Some readers may know the institution at which I work numbers both its buildings and courses of study. We speak this language: “you take the tunnel under Building 18 and go through 56,” or “have you visited yet in 1.018?” Yesterday I needed to search my computer for class related materials for the course 2.671. But a mis-typed digit brought me into a whole new world.
Instead of 2.671 I put in 2.5, and my “assistant” finder of things, the magnifying glass on the desktop, went into immediate action. The results of my search are telling:
- “my 2.5 yr old does not listen.”
- “my 2.5 yr old jeep sounds loud when idling.”
- “my 2.5 will not eat.”
- “my 2.5 is out of control.”
- “my 2.5 yr old sebring cranks but won’t start.”
- “my 2.5 yr old screams
I felt both an immediate kinship and sympathy for the those two point five year olds out there; it would seem they are a feisty lot, and the adults around them are searching for clues to their behaviors (and/or cars that will enable them to drive away for a break.) I recall my own experiences with those caught in the throes of being two: they are coursing full speed ahead toward ever more independence, yet find themselves often in a world they, too, think is out of control with people who won’t listen. Who wouldn’t send up a scream or two?

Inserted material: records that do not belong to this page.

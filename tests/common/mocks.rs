//! Recording behaviors and fixed resolvers.
//!
//! Every mock appends its name to a shared [`Recorder`] when entered, so tests
//! can assert exactly which behaviors ran and in what order.

use std::sync::Arc;

use parking_lot::Mutex;
use proxy_intercept::{behavior_fn, BehaviorHandle, BehaviorResolver, Failure, Invocation, TagSet};

use super::fixtures::{Account, AccountService};

pub type Handle = BehaviorHandle<AccountService, Account, u64, String>;
type Inv<'a> = Invocation<'a, AccountService, Account, u64, String>;

#[derive(Debug, Clone, Default)]
pub struct Recorder(Arc<Mutex<Vec<String>>>);

impl Recorder {
    pub fn record(&self, entry: impl Into<String>) {
        self.0.lock().push(entry.into());
    }

    pub fn entries(&self) -> Vec<String> {
        self.0.lock().clone()
    }
}

/// Proceeds and returns whatever comes back.
pub fn passthrough(name: &str, recorder: &Recorder) -> Handle {
    let recorder = recorder.clone();
    let label = name.to_string();
    behavior_fn(name, move |inv: Inv<'_>| {
        recorder.record(label.as_str());
        inv.proceed()
    })
}

/// Returns `value` without proceeding.
pub fn short_circuit(name: &str, recorder: &Recorder, value: u64) -> Handle {
    let recorder = recorder.clone();
    let label = name.to_string();
    behavior_fn(name, move |_inv: Inv<'_>| {
        recorder.record(label.as_str());
        Ok(value)
    })
}

/// Fails with `message` without proceeding.
pub fn failing(name: &str, recorder: &Recorder, message: &str) -> Handle {
    let recorder = recorder.clone();
    let label = name.to_string();
    let message = message.to_string();
    behavior_fn(name, move |_inv: Inv<'_>| {
        recorder.record(label.as_str());
        Err(Failure::behavior(message.clone()))
    })
}

/// Proceeds, then returns `value` in place of a successful result.
pub fn overriding(name: &str, recorder: &Recorder, value: u64) -> Handle {
    let recorder = recorder.clone();
    let label = name.to_string();
    behavior_fn(name, move |inv: Inv<'_>| {
        recorder.record(label.as_str());
        inv.proceed().map(|_| value)
    })
}

/// Proceeds; when the original logic fails, returns `fallback` instead.
pub fn recovering(name: &str, recorder: &Recorder, fallback: u64) -> Handle {
    let recorder = recorder.clone();
    let label = name.to_string();
    behavior_fn(name, move |inv: Inv<'_>| {
        recorder.record(label.as_str());
        match inv.proceed() {
            Err(failure) if failure.is_original() => Ok(fallback),
            other => other,
        }
    })
}

/// Resolves every tag set to the same chain.
pub struct FixedResolver(pub Vec<Handle>);

impl BehaviorResolver<AccountService, Account, u64, String> for FixedResolver {
    fn resolve(&self, _tags: &TagSet) -> Vec<Handle> {
        self.0.clone()
    }
}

Today as we train into the city, I actually hear a few voices in the traincar, unlike yesterday’s completely silent journey after our team lost in the Superbowl. The strangeness of that event would fill another post, but suffice to say it seemed everyone was rather muted on the morning ride. Somehow that reminds me that whether we are 2, 22, 42, or 62, we’re all on the road together, hitting different curves at different times. Imagine the car here filled with those lively two year olds described above. I hope we bigger folk can face into our days today with a bit of their joy of life and their affections.